Maybe there’s some of that going on. But in general this is not some nefarious [plot where] all of a sudden people in business are trying to take advantage of consumers.
What is a more reasonable explanation for inflation?
For one thing, shipping containers and therefore imported goods are hard to come by—you’d expect that would mean that the prices of those goods would go up a lot, and that the profits of the companies selling those goods could go up a lot as a result.
The profit spikes will tend to be biggest for firms that have pricing power because they don’t have a lot of really strong competition and face markets where small changes in the quantity of goods available produce large price changes.
What do you make of the big profits that oil companies have been experiencing lately?

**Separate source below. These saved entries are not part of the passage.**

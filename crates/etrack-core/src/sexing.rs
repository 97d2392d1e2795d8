//! Multi-fetus sexing outcomes: encoding, decoding and aggregation.
//!
//! A pregnant recipient may carry twins; each fetus is sexed independently.
//! The per-fetus list is persisted inside the event's free-text notes column
//! behind a marker token, so older readers keep seeing a plain notes field:
//!
//! ```text
//! SEXES:FEMALE,MALE|technician free text
//! ```
//!
//! `SEXES:` is a reserved token. Free-text notes must not contain it; decode
//! uses the first occurrence, so a note carrying the literal marker would be
//! split at that point.

use serde::{Deserialize, Serialize};

use crate::models::{CheckOutcome, ReproductiveStatus};

/// Marker token that introduces the encoded per-fetus payload.
pub const SEX_MARKER: &str = "SEXES:";
/// Delimiter between per-fetus values inside the payload.
pub const SEX_DELIMITER: char = ',';
/// Separator between the payload and the remaining free-text note.
pub const NOTE_SEPARATOR: char = '|';

/// Sex assigned to a single fetus. A fetus not yet sexed is represented as
/// `None` in the slot list.
#[derive(Debug, Clone, Copy, PartialEq, Eq, Hash, Serialize, Deserialize)]
pub enum FetusSex {
    Female,
    Male,
    /// Examined but sex could not be determined
    Unsexed,
}

impl FetusSex {
    pub fn as_str(&self) -> &'static str {
        match self {
            FetusSex::Female => "FEMALE",
            FetusSex::Male => "MALE",
            FetusSex::Unsexed => "UNSEXED",
        }
    }

    pub fn parse(s: &str) -> Option<Self> {
        match s {
            "FEMALE" => Some(FetusSex::Female),
            "MALE" => Some(FetusSex::Male),
            "UNSEXED" => Some(FetusSex::Unsexed),
            _ => None,
        }
    }
}

/// Discriminated final outcome of a sexing act over all fetuses.
#[derive(Debug, Clone, Copy, PartialEq, Eq)]
pub enum FinalOutcome {
    /// No viable fetus; overrides the earlier pregnancy diagnosis
    Empty,
    PregnantFemale,
    PregnantMale,
    PregnantUnsexed,
    PregnantMixedSex,
}

impl FinalOutcome {
    /// The recipient status this outcome resolves to.
    pub fn status(&self) -> ReproductiveStatus {
        match self {
            FinalOutcome::Empty => ReproductiveStatus::Empty,
            FinalOutcome::PregnantFemale => ReproductiveStatus::PregnantFemale,
            FinalOutcome::PregnantMale => ReproductiveStatus::PregnantMale,
            FinalOutcome::PregnantUnsexed => ReproductiveStatus::PregnantUnsexed,
            FinalOutcome::PregnantMixedSex => ReproductiveStatus::PregnantMixedSex,
        }
    }

    /// The event-level outcome persisted alongside the detail payload.
    pub fn check_outcome(&self) -> CheckOutcome {
        match self {
            FinalOutcome::Empty => CheckOutcome::Empty,
            _ => CheckOutcome::Pregnant,
        }
    }
}

/// Split a notes value into the encoded payload (if present) and the
/// remaining free text.
fn split_payload(text: &str) -> (Option<String>, String) {
    match text.find(SEX_MARKER) {
        None => (None, text.to_string()),
        Some(start) => {
            let after = &text[start + SEX_MARKER.len()..];
            let (payload, tail) = match after.find(NOTE_SEPARATOR) {
                Some(sep) => (&after[..sep], &after[sep + NOTE_SEPARATOR.len_utf8()..]),
                None => (after, ""),
            };
            let mut rest = String::with_capacity(start + tail.len());
            rest.push_str(&text[..start]);
            rest.push_str(tail);
            (Some(payload.to_string()), rest)
        }
    }
}

/// Encode an ordered per-fetus slot list plus a free-text note into a single
/// notes value.
///
/// Blank slots become empty segments, so the slot order survives the round
/// trip. When every slot is blank the note is returned untouched. A marker
/// already present in `note` (from a previous encode) is replaced, never
/// duplicated.
pub fn encode(slots: &[Option<FetusSex>], note: &str) -> String {
    let (_, clean) = split_payload(note);
    if slots.iter().all(Option::is_none) {
        return clean;
    }
    let payload = slots
        .iter()
        .map(|s| s.map(|v| v.as_str()).unwrap_or(""))
        .collect::<Vec<_>>()
        .join(&SEX_DELIMITER.to_string());
    if clean.is_empty() {
        format!("{SEX_MARKER}{payload}")
    } else {
        format!("{SEX_MARKER}{payload}{NOTE_SEPARATOR}{clean}")
    }
}

/// Decode a notes value back into an ordered slot list sized to
/// `fetus_count` (padded with blanks, or truncated) and the free-text note.
/// Unknown tokens decode as blank slots.
pub fn decode(text: &str, fetus_count: usize) -> (Vec<Option<FetusSex>>, String) {
    let (payload, note) = split_payload(text);
    let mut slots: Vec<Option<FetusSex>> = match payload {
        Some(p) => p
            .split(SEX_DELIMITER)
            .map(|tok| FetusSex::parse(tok.trim()))
            .collect(),
        None => Vec::new(),
    };
    slots.resize(fetus_count, None);
    (slots, note)
}

/// Decode with the backward-compatibility path: when no marker is present
/// but the legacy scalar `sex` column holds a value, that value becomes
/// fetus #1 and the remaining slots stay blank.
pub fn decode_with_legacy(
    notes: Option<&str>,
    legacy: Option<FetusSex>,
    fetus_count: usize,
) -> (Vec<Option<FetusSex>>, String) {
    let text = notes.unwrap_or("");
    let had_marker = text.contains(SEX_MARKER);
    let (mut slots, note) = decode(text, fetus_count);
    if !had_marker && fetus_count > 0 {
        if let Some(sex) = legacy {
            slots[0] = Some(sex);
        }
    }
    (slots, note)
}

/// Aggregate per-fetus values into one final outcome.
pub fn aggregate(slots: &[Option<FetusSex>]) -> FinalOutcome {
    let viable: Vec<FetusSex> = slots.iter().flatten().copied().collect();
    if viable.is_empty() {
        return FinalOutcome::Empty;
    }
    let female = viable.contains(&FetusSex::Female);
    let male = viable.contains(&FetusSex::Male);
    let unsexed = viable.contains(&FetusSex::Unsexed);
    match (female, male, unsexed) {
        (true, true, _) => FinalOutcome::PregnantMixedSex,
        (true, false, false) => FinalOutcome::PregnantFemale,
        (false, true, false) => FinalOutcome::PregnantMale,
        _ => FinalOutcome::PregnantUnsexed,
    }
}

/// Number of non-blank slots; this is the fetus count persisted for any
/// pregnant aggregate (and 0 for an empty one).
pub fn viable_count(slots: &[Option<FetusSex>]) -> u32 {
    slots.iter().flatten().count() as u32
}

/// Value for the legacy single-sex column: FEMALE when every viable fetus is
/// female, MALE when every one is male, otherwise the first sexed fetus, or
/// none at all.
pub fn legacy_scalar(slots: &[Option<FetusSex>]) -> Option<FetusSex> {
    let viable: Vec<FetusSex> = slots.iter().flatten().copied().collect();
    if viable.is_empty() {
        return None;
    }
    if viable.iter().all(|s| *s == FetusSex::Female) {
        return Some(FetusSex::Female);
    }
    if viable.iter().all(|s| *s == FetusSex::Male) {
        return Some(FetusSex::Male);
    }
    viable
        .into_iter()
        .find(|s| matches!(s, FetusSex::Female | FetusSex::Male))
}

#[cfg(test)]
mod tests {
    use super::*;
    use FetusSex::*;

    #[test]
    fn test_encode_basic() {
        assert_eq!(
            encode(&[Some(Female), Some(Male)], "strong heartbeat"),
            "SEXES:FEMALE,MALE|strong heartbeat"
        );
        assert_eq!(encode(&[Some(Female)], ""), "SEXES:FEMALE");
        assert_eq!(encode(&[None, None], "just a note"), "just a note");
        assert_eq!(encode(&[Some(Unsexed), None], ""), "SEXES:UNSEXED,");
    }

    #[test]
    fn test_decode_pads_and_truncates_to_fetus_count() {
        let (slots, note) = decode("SEXES:FEMALE", 2);
        assert_eq!(slots, vec![Some(Female), None]);
        assert_eq!(note, "");

        let (slots, _) = decode("SEXES:FEMALE,MALE,UNSEXED", 2);
        assert_eq!(slots, vec![Some(Female), Some(Male)]);
    }

    #[test]
    fn test_round_trip() {
        let slots = vec![Some(Female), None, Some(Unsexed)];
        let note = "checked twice";
        let encoded = encode(&slots, note);
        let (back_slots, back_note) = decode(&encoded, slots.len());
        assert_eq!(back_slots, slots);
        assert_eq!(back_note, note);
    }

    #[test]
    fn test_reencode_replaces_existing_marker() {
        let first = encode(&[Some(Male)], "note");
        // simulate editing the stored notes value directly
        let second = encode(&[Some(Female), Some(Female)], &first);
        assert_eq!(second, "SEXES:FEMALE,FEMALE|note");
        assert_eq!(second.matches(SEX_MARKER).count(), 1);
    }

    #[test]
    fn test_decode_keeps_separators_inside_free_text() {
        let (slots, note) = decode("SEXES:MALE|left horn | right horn", 1);
        assert_eq!(slots, vec![Some(Male)]);
        assert_eq!(note, "left horn | right horn");
    }

    #[test]
    fn test_decode_without_marker_returns_note_unchanged() {
        let (slots, note) = decode("plain note", 2);
        assert_eq!(slots, vec![None, None]);
        assert_eq!(note, "plain note");
    }

    #[test]
    fn test_legacy_scalar_becomes_first_fetus() {
        let (slots, note) = decode_with_legacy(Some("old note"), Some(Male), 2);
        assert_eq!(slots, vec![Some(Male), None]);
        assert_eq!(note, "old note");

        // the marker takes precedence over the legacy column
        let (slots, _) = decode_with_legacy(Some("SEXES:FEMALE,"), Some(Male), 2);
        assert_eq!(slots, vec![Some(Female), None]);
    }

    #[test]
    fn test_aggregate_rule_table() {
        assert_eq!(aggregate(&[]), FinalOutcome::Empty);
        assert_eq!(aggregate(&[None, None]), FinalOutcome::Empty);
        assert_eq!(
            aggregate(&[Some(Female), Some(Female)]),
            FinalOutcome::PregnantFemale
        );
        assert_eq!(aggregate(&[Some(Male)]), FinalOutcome::PregnantMale);
        assert_eq!(
            aggregate(&[Some(Female), Some(Male)]),
            FinalOutcome::PregnantMixedSex
        );
        assert_eq!(aggregate(&[Some(Unsexed)]), FinalOutcome::PregnantUnsexed);
        assert_eq!(
            aggregate(&[Some(Female), Some(Unsexed)]),
            FinalOutcome::PregnantUnsexed
        );
        assert_eq!(
            aggregate(&[Some(Male), Some(Unsexed), Some(Female)]),
            FinalOutcome::PregnantMixedSex
        );
    }

    #[test]
    fn test_viable_count() {
        assert_eq!(viable_count(&[None, None]), 0);
        assert_eq!(viable_count(&[Some(Female), None, Some(Unsexed)]), 2);
    }

    #[test]
    fn test_legacy_scalar_value() {
        assert_eq!(legacy_scalar(&[]), None);
        assert_eq!(legacy_scalar(&[Some(Female), Some(Female)]), Some(Female));
        assert_eq!(legacy_scalar(&[Some(Male)]), Some(Male));
        assert_eq!(legacy_scalar(&[Some(Unsexed), Some(Male)]), Some(Male));
        assert_eq!(legacy_scalar(&[Some(Unsexed)]), None);
        assert_eq!(
            legacy_scalar(&[Some(Unsexed), Some(Female), Some(Male)]),
            Some(Female)
        );
    }
}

I’m not somebody who models petroleum markets. But the New York Fed does. And if you look at their supply-and-demand analysis that they publish twice monthly, you’ll see that they don’t have any trouble explaining the price increases in terms of changes in expected supply and expected demand. That to me says that the oil companies are probably not price-gouging—that this is the normal result when you have a restriction in supply in an industry where the price responds a great deal to even small changes in the quantities being offered. The restriction in supply has been caused by the embargo many countries have placed on Russian oil in retaliation for its invasion of Ukraine.
Are there cases of greedflation in the U.S. economy?
I wouldn’t be surprised if there were some people out there who are using the excuse of inflation [to raise prices].
There’s a concept in economics called “customer markets.” It holds that firms don’t like to raise prices because consumers get mad, and so if they’re in a situation where they feel they can raise prices, they’ll take advantage of it if they’ve had increases that have accumulated over a long time and their profit margins have been eroded. Then they’ll use the excuse to make up for past cost increases and also sometimes for expected future cost increases as well.
So the customer markets phenomena can lead to even bigger increases in prices than you might expect.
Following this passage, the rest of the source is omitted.